Further, uniqueness of a corresponding VT may be determined. For this purpose, it may be determined, which VTs (simulated by unidirectional excitation of one or more further cardiac activation waves), are unique among all induced ones. This step may allow to determine similar exit sites or split locations 182, i.e. split locations 182 resulting in similar VTs, which may be considered as different VTs with subtly different reentrant pathways or circuits 195. For this purpose, correlation coefficients between activation time maps determined for different split locations 182 may be used to assess uniqueness. Specifically, activation time maps may be cyclically aligned prior the correlation calculation, based on determined round trip time and/or round trip distance, such that they had the same starting location and/or starting time. The determined correlation coefficients may be compared to a threshold value, and for example VTs or the corresponding split locations 182 with a correlation coefficient smaller than or equal to the threshold may be selected as target sites 200, whereas VTs or the corresponding split locations 182 with coefficients larger than the threshold value may be considered redundant. For example, a threshold between 0.6 and 0.95, such as about 0.8, may be chosen.
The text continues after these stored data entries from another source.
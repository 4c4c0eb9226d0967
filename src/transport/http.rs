use crate::transport::{HttpRequest, HttpResponse, Transport, TransportError};
use std::io::Read;
use std::time::Duration;
use tracing::debug;

/// Blocking HTTP transport backed by a shared `ureq` agent.
pub struct HttpTransport {
    agent: ureq::Agent,
    base_url: String,
}

impl HttpTransport {
    /// `timeout` of `None` keeps the agent's own defaults.
    pub fn new(base_url: impl Into<String>, timeout: Option<Duration>) -> Self {
        let mut builder = ureq::AgentBuilder::new();
        if let Some(timeout) = timeout {
            builder = builder.timeout(timeout);
        }

        let base_url = base_url.into();
        Self {
            agent: builder.build(),
            base_url: base_url.trim_end_matches('/').to_string(),
        }
    }

    pub fn base_url(&self) -> &str {
        &self.base_url
    }

    pub fn url_for(&self, path: &str) -> String {
        if path.starts_with('/') {
            format!("{}{}", self.base_url, path)
        } else {
            format!("{}/{}", self.base_url, path)
        }
    }
}

impl Transport for HttpTransport {
    fn post(&self, request: &HttpRequest) -> Result<HttpResponse, TransportError> {
        let url = self.url_for(&request.path);
        debug!(%url, bytes = request.body.len(), "sending POST");

        let response = match self
            .agent
            .post(&url)
            .set("Content-Type", &request.content_type)
            .send_bytes(&request.body)
        {
            Ok(response) => response,
            // Non-2xx statuses are still responses; the caller classifies them.
            Err(ureq::Error::Status(_, response)) => response,
            Err(ureq::Error::Transport(err)) => return Err(map_transport_error(&url, err)),
        };

        let status = response.status();
        let mut body = Vec::new();
        response.into_reader().read_to_end(&mut body)?;

        Ok(HttpResponse { status, body })
    }
}

fn map_transport_error(url: &str, err: ureq::Transport) -> TransportError {
    match err.kind() {
        ureq::ErrorKind::InvalidUrl | ureq::ErrorKind::UnknownScheme => TransportError::InvalidUrl {
            url: url.to_string(),
            reason: err.to_string(),
        },
        _ => TransportError::Network(err.to_string()),
    }
}

#[cfg(test)]
mod tests {
    use super::HttpTransport;
    use crate::transport::{HttpRequest, Transport, TransportError};
    use serde_json::json;
    use std::io::{BufRead, BufReader, Read, Write};
    use std::net::TcpListener;
    use std::thread::{self, JoinHandle};
    use std::time::Duration;

    /// Answers exactly one request with `status` and `body`, returning the
    /// request line and body it received.
    fn serve_once(status: u16, body: &'static str) -> (u16, JoinHandle<(String, Vec<u8>)>) {
        let listener = TcpListener::bind("127.0.0.1:0").expect("bind ephemeral port");
        let port = listener.local_addr().expect("local addr").port();
        let handle = thread::spawn(move || {
            let (stream, _) = listener.accept().expect("accept");
            let mut reader = BufReader::new(stream);

            let mut request_line = String::new();
            reader.read_line(&mut request_line).expect("request line");
            let mut content_length = 0usize;
            loop {
                let mut header = String::new();
                reader.read_line(&mut header).expect("header");
                if header == "\r\n" || header.is_empty() {
                    break;
                }
                if let Some((name, value)) = header.split_once(':') {
                    if name.eq_ignore_ascii_case("content-length") {
                        content_length = value.trim().parse().expect("content length");
                    }
                }
            }
            let mut request_body = vec![0u8; content_length];
            reader.read_exact(&mut request_body).expect("request body");

            let mut stream = reader.into_inner();
            write!(
                stream,
                "HTTP/1.1 {status} Reply\r\nContent-Type: application/json\r\nContent-Length: {}\r\nConnection: close\r\n\r\n{body}",
                body.len()
            )
            .expect("write response");
            (request_line.trim_end().to_string(), request_body)
        });
        (port, handle)
    }

    fn workout_request() -> HttpRequest {
        HttpRequest {
            path: "/workouts/".to_string(),
            content_type: "multipart/form-data; boundary=x".to_string(),
            body: b"--x\r\nContent-Disposition: form-data; name=\"duration\"\r\n\r\n45\r\n--x--\r\n".to_vec(),
        }
    }

    #[test]
    fn joins_base_url_and_path() {
        let transport = HttpTransport::new("http://127.0.0.1:8000/", None);
        assert_eq!(transport.base_url(), "http://127.0.0.1:8000");
        assert_eq!(transport.url_for("/workouts/"), "http://127.0.0.1:8000/workouts/");
        assert_eq!(transport.url_for("workouts/"), "http://127.0.0.1:8000/workouts/");
    }

    #[test]
    fn refused_connection_is_a_network_error() {
        // Bind then drop to get a port nothing listens on.
        let port = {
            let listener = TcpListener::bind("127.0.0.1:0").expect("bind ephemeral port");
            listener.local_addr().expect("local addr").port()
        };
        let transport = HttpTransport::new(format!("http://127.0.0.1:{port}"), Some(Duration::from_secs(2)));
        let request = HttpRequest {
            path: "/workouts/".to_string(),
            content_type: "multipart/form-data; boundary=x".to_string(),
            body: b"--x--\r\n".to_vec(),
        };

        let err = transport.post(&request).expect_err("nothing is listening");
        assert!(matches!(err, TransportError::Network(_)), "got {err:?}");
    }

    #[test]
    fn success_reply_is_returned_with_its_body() {
        let (port, server) = serve_once(200, r#"{"id": 7}"#);
        let transport = HttpTransport::new(format!("http://127.0.0.1:{port}"), Some(Duration::from_secs(5)));

        let response = transport.post(&workout_request()).expect("200 is a response");
        assert_eq!(response.status, 200);
        assert!(response.is_success());
        let decoded: serde_json::Value = serde_json::from_slice(&response.body).expect("json body");
        assert_eq!(decoded, json!({"id": 7}));

        let (request_line, body) = server.join().expect("server thread");
        assert_eq!(request_line, "POST /workouts/ HTTP/1.1");
        assert_eq!(body, workout_request().body);
    }

    #[test]
    fn error_statuses_are_responses_not_transport_errors() {
        for status in [404u16, 500] {
            let (port, server) = serve_once(status, r#"{"detail": "nope"}"#);
            let transport = HttpTransport::new(format!("http://127.0.0.1:{port}"), Some(Duration::from_secs(5)));

            let response = transport
                .post(&workout_request())
                .unwrap_or_else(|err| panic!("status {status} surfaced as {err:?}"));
            assert_eq!(response.status, status);
            assert!(!response.is_success());
            assert_eq!(response.body, br#"{"detail": "nope"}"#.to_vec());
            server.join().expect("server thread");
        }
    }
}
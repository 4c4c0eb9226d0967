use crate::form::FormState;
use crate::terminal::{CursorPos, TerminalSize};
use crate::ui::span::SpanLine;
use crate::widgets::FormView;

/// A fully laid out screen, ready for the terminal backend.
#[derive(Debug, Clone, Default, PartialEq, Eq)]
pub struct RenderFrame {
    pub lines: Vec<SpanLine>,
    pub cursor: Option<CursorPos>,
}

#[derive(Debug, Clone)]
pub struct RendererConfig {
    pub title: String,
}

impl Default for RendererConfig {
    fn default() -> Self {
        Self {
            title: "New workout".to_string(),
        }
    }
}

#[derive(Debug, Clone, Default)]
pub struct Renderer {
    config: RendererConfig,
}

impl Renderer {
    pub fn new(config: RendererConfig) -> Self {
        Self { config }
    }

    pub fn render(&self, form: &FormState, view: &FormView, size: TerminalSize) -> RenderFrame {
        let (mut lines, mut cursor) = view.draw(form, &self.config.title);
        let height = usize::from(size.height);
        lines.truncate(height);
        if cursor.is_some_and(|pos| usize::from(pos.row) >= height) {
            cursor = None;
        }
        RenderFrame { lines, cursor }
    }
}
Further, actual ablation of tissue at the determined target sites 200 may be simulated in order to determine potential effectiveness of the subsequent treatment. For example, a list of target sites 200 may be determined, which may be associated with unique VTs. Such list may be sorted based on the round trip times and/or round trip distances determined for each of the target sites 200, for example in a descending order. The first target site 200 in the list associated with the first VT in the list may be marked for ablation. The cardiac model 150 may then be “ablated”, for example by disconnecting the nodes associated with finite elements belonging to the target site 200, thereby creating an updated cardiac model 150. Using the updated cardiac model 150, the process may be repeated, i.e. all split locations 182 may be determined and based thereon all target sites 200 may be determined and gathered in an updated list that may optionally be sorted in descending order according to the round trip times and/or distances. This step aims to detect all unique circuits 195, as for example illustrated Figure 6. If further split locations 182 can be found using the updated (or ablated) cardiac model 150, the target site 200 associated with the next VT in the list can be marked for ablation and the method can be iteratively repeated until no split surface or split location 182 is found anymore. This can result in one or more target sites 200 with high potential for curing VT, when used as ablation sites in a subsequent treatment. While the invention has been illustrated and described in detail in the drawings and foregoing description, such illustration and description are to be considered illustrative or exemplary and not restrictive; the invention is not limited to the disclosed embodiments. Other variations to the disclosed embodiments can be understood and effected by those skilled in the art and practicing the claimed invention, from a study of the drawings, the disclosure, and the appended claims.

In the claims, the word “comprising” does not exclude other elements or steps, and the indefinite article “a” or “an” does not exclude a plurality. The mere fact that certain measures are recited in mutually different dependent claims does not indicate that a combination of these measures cannot be used to advantage. Any reference signs in the claims should not be construed as limiting the scope.